The LucasArts team of the 90s is one such revered developer, churning out one humorous adventure after another. Their hilarious take on the B-movie horror genre is one of the most loved games of the 16-bit genre. With a name like Zombies Ate My Neighbors, how could they possibly fail?
The 1990s was a golden period for LucasArts, it seemed that virtually everything they touched turned into gaming gold. Monkey Island, Day of the Tentacle, and Grim Fandango being some of my particular favourites. While a lot of their output was geared towards the PC market, consoles were never neglected too much.
Zombies Ate My Neighbors (ZAMN) took the irreverent humour that had become a LucasArts staple, and placed it into a top down shooter for the SNES and Sega Genesis. The goal was pretty straightforward: control either Zeke or Julie, and rescue all of your neighbours while killing any unholy abomination that decided to get in your way.
Killing these creatures was all sorts of fun, as the weapons used weren’t exactly conventional. Your default weapon was a water pistol filled with holy water, grenades were replaced with soda cans, and instead of a chainsaw there was a weed-whacker. Find yourself outnumbered? Just drop a blow up clown, complete with giant red nose; those zombies find it instantly more attractive than your retreating character. Another nice little touch is the varying effectiveness of each weapon against a certain enemy. Vampire problem? Best grab that crucifix. Werewolves? Silver cutlery will do the trick nicely.
Each level required at least one neighbour to be rescued before the exit door for the level appeared; the incentive for saving more than one was much-needed extra lives. These neighbours were strewn across the levels and, as with pretty much everything in this game, raised a chuckle. Babies on trampolines and a fat Elvis impersonator are two of the funniest. Rescuing these survivors wasn’t always easy though, some were in difficult areas or behind locked doors that required a key.
Although the key word in ZAMN is zombies, there were plenty other monsters thrown in too. Knife-throwing demon babies, chainsaw wielding giants with hockey masks, werewolves and vampires, even alien pod people turn up.
It wasn’t the funny weapons, great characterisation, or wonderful atmosphere that cemented ZAMN’s place amongst the cult classics of the era; it was the game’s co-op mode that did that. Playing through the maze-like levels while sharing a screen with another player just intensified the feeling of fun.
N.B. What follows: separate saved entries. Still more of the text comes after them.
//! Secret wrapper for tokens and API keys

use std::fmt;
use zeroize::Zeroize;

/// Sensitive value - redacted in Debug/Display/logs, zeroed on drop.
pub struct Secret<T: Zeroize>(T);

impl<T: Zeroize> Secret<T> {
    /// Create a new secret value
    pub fn new(value: T) -> Self {
        Self(value)
    }

    /// Expose the inner value (use sparingly)
    pub fn expose(&self) -> &T {
        &self.0
    }
}

impl Secret<String> {
    /// Whether the wrapped string is empty or whitespace only.
    pub fn is_blank(&self) -> bool {
        self.0.trim().is_empty()
    }
}

impl From<String> for Secret<String> {
    fn from(value: String) -> Self {
        Self::new(value)
    }
}

impl From<&str> for Secret<String> {
    fn from(value: &str) -> Self {
        Self::new(value.to_string())
    }
}

impl<T: Zeroize> fmt::Debug for Secret<T> {
    fn fmt(&self, f: &mut fmt::Formatter<'_>) -> fmt::Result {
        write!(f, "[REDACTED]")
    }
}

impl<T: Zeroize> fmt::Display for Secret<T> {
    fn fmt(&self, f: &mut fmt::Formatter<'_>) -> fmt::Result {
        write!(f, "[REDACTED]")
    }
}

impl<T: Zeroize> Drop for Secret<T> {
    fn drop(&mut self) {
        self.0.zeroize();
    }
}

impl<T: Zeroize + Clone> Clone for Secret<T> {
    fn clone(&self) -> Self {
        Self(self.0.clone())
    }
}
//! Error types for session authentication

/// Errors from auth provider operations.
#[derive(Debug, thiserror::Error)]
pub enum Error {
    #[error("HTTP request failed: {0}")]
    Http(String),

    #[error("token refresh failed: {0}")]
    TokenExchange(String),

    #[error("invalid credentials: {0}")]
    InvalidCredentials(String),

    #[error("no active session")]
    NoSession,
}

/// Result alias for auth operations.
pub type Result<T> = std::result::Result<T, Error>;
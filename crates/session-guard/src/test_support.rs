//! In-memory auth provider shared by the guard's unit tests.

use std::future::Future;
use std::pin::Pin;
use std::sync::atomic::{AtomicBool, AtomicUsize, Ordering};
use std::time::Duration;

use session_auth::{AuthProvider, Session, unix_now_secs};
use tokio::sync::Mutex;

/// Counts refresh and sign-out calls. Refreshes sleep for `refresh_delay` so
/// concurrent callers overlap; lookups hand back a snapshot taken
/// `lookup_delay` earlier.
pub(crate) struct MockAuth {
    session: Mutex<Option<Session>>,
    pub refreshes: AtomicUsize,
    pub sign_outs: AtomicUsize,
    pub fail_refresh: AtomicBool,
    refresh_delay: Duration,
    lookup_delay: Duration,
}

impl MockAuth {
    pub fn new(session: Option<Session>) -> Self {
        Self {
            session: Mutex::new(session),
            refreshes: AtomicUsize::new(0),
            sign_outs: AtomicUsize::new(0),
            fail_refresh: AtomicBool::new(false),
            refresh_delay: Duration::from_millis(50),
            lookup_delay: Duration::ZERO,
        }
    }

    pub fn with_refresh_delay(mut self, delay: Duration) -> Self {
        self.refresh_delay = delay;
        self
    }

    pub fn with_lookup_delay(mut self, delay: Duration) -> Self {
        self.lookup_delay = delay;
        self
    }

    /// Provider holding a session valid for another hour.
    pub fn fresh() -> Self {
        Self::new(Some(session_expiring_in(3600)))
    }

    /// Provider holding an already expired session.
    pub fn stale() -> Self {
        Self::new(Some(session_expiring_in(0)))
    }

    pub fn refreshes(&self) -> usize {
        self.refreshes.load(Ordering::SeqCst)
    }

    pub fn sign_outs(&self) -> usize {
        self.sign_outs.load(Ordering::SeqCst)
    }

    pub async fn expire(&self) {
        if let Some(session) = self.session.lock().await.as_mut() {
            session.expires_at = 0;
        }
    }
}

pub(crate) fn session_expiring_in(secs: u64) -> Session {
    Session {
        access_token: "at_test".into(),
        refresh_token: "rt_test".into(),
        expires_at: unix_now_secs() + secs,
        user_id: Some("user-1".into()),
    }
}

impl AuthProvider for MockAuth {
    fn id(&self) -> &str {
        "mock"
    }

    fn current_session(&self) -> Pin<Box<dyn Future<Output = Option<Session>> + Send + '_>> {
        Box::pin(async move {
            let snapshot = self.session.lock().await.clone();
            if !self.lookup_delay.is_zero() {
                tokio::time::sleep(self.lookup_delay).await;
            }
            snapshot
        })
    }

    fn refresh_session(
        &self,
    ) -> Pin<Box<dyn Future<Output = session_auth::Result<Session>> + Send + '_>> {
        Box::pin(async move {
            self.refreshes.fetch_add(1, Ordering::SeqCst);
            tokio::time::sleep(self.refresh_delay).await;
            if self.fail_refresh.load(Ordering::SeqCst) {
                return Err(session_auth::Error::InvalidCredentials(
                    "refresh token revoked".into(),
                ));
            }
            let session = session_expiring_in(3600);
            *self.session.lock().await = Some(session.clone());
            Ok(session)
        })
    }

    fn sign_out(&self) -> Pin<Box<dyn Future<Output = session_auth::Result<()>> + Send + '_>> {
        Box::pin(async move {
            self.sign_outs.fetch_add(1, Ordering::SeqCst);
            self.session.lock().await.take();
            Ok(())
        })
    }
}

/// Sink that keeps every event for later assertions.
#[derive(Default)]
pub(crate) struct RecordingSink {
    events: std::sync::Mutex<Vec<crate::telemetry::SessionEvent>>,
}

impl RecordingSink {
    pub fn kinds(&self) -> Vec<crate::telemetry::EventKind> {
        self.events.lock().unwrap().iter().map(|e| e.kind).collect()
    }

    pub fn messages(&self) -> Vec<String> {
        self.events
            .lock()
            .unwrap()
            .iter()
            .map(|e| e.message.clone())
            .collect()
    }
}

impl crate::telemetry::TelemetrySink for RecordingSink {
    fn record(&self, event: &crate::telemetry::SessionEvent) {
        self.events.lock().unwrap().push(event.clone());
    }
}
Many weekends were spent arguing with my friend over which path to take through the shopping mall, whether to fight or flee, and whose fault it was that we died before the end again.
Given the time period and all of the horror influences, plus the fact it appeared on the SNES, it was inevitable that the game would end up being censored somehow. Some cuts were trivial, such as Australia requesting the chainsaw wielders be replaced; in their place were lumberjacks with axes. Nintendo’s deep fear of anything resembling red blood meant that the game over screen, which was originally red blood running over the screen, was replaced with far less violent purple slime. Even the game’s name was edited in Europe to simply Zombies.
ZAMN was almost universally praised upon release, earning respectable review scores. Total magazine gave it 91% and hailed it as “so funny you’ll probably die laughing”. Not everybody was impressed, however; Edge magazine was particularly critical: “If there was more to it, Zombies Ate My Neighbours could have been great. As it is, the different styled backgrounds and the addition of some end of level guardians does little to inject life into what is basically a pretty dead game.” Even the mighty LucasArts team of the 90s couldn’t please everyone all of the time, I guess.
A true sequel was never truly realised, although the underwhelming Ghoul Patrol was re-worked in development to be a continuation of the story. Sadly, it never managed to recapture the magic that its predecessor had in spades.
As with many classics of the 16-bit era, ZAMN has been ported onto Nintendo’s Virtual Console . Playing with a capable partner puts this game up there with the best co-op experiences available on the VC; definitely one to add to the purchase list. Perhaps one day Konami will see fit to treat us to a proper update, with lovingly redrawn sprites and backgrounds. Until then, though, I’ll quite happily stick with the original.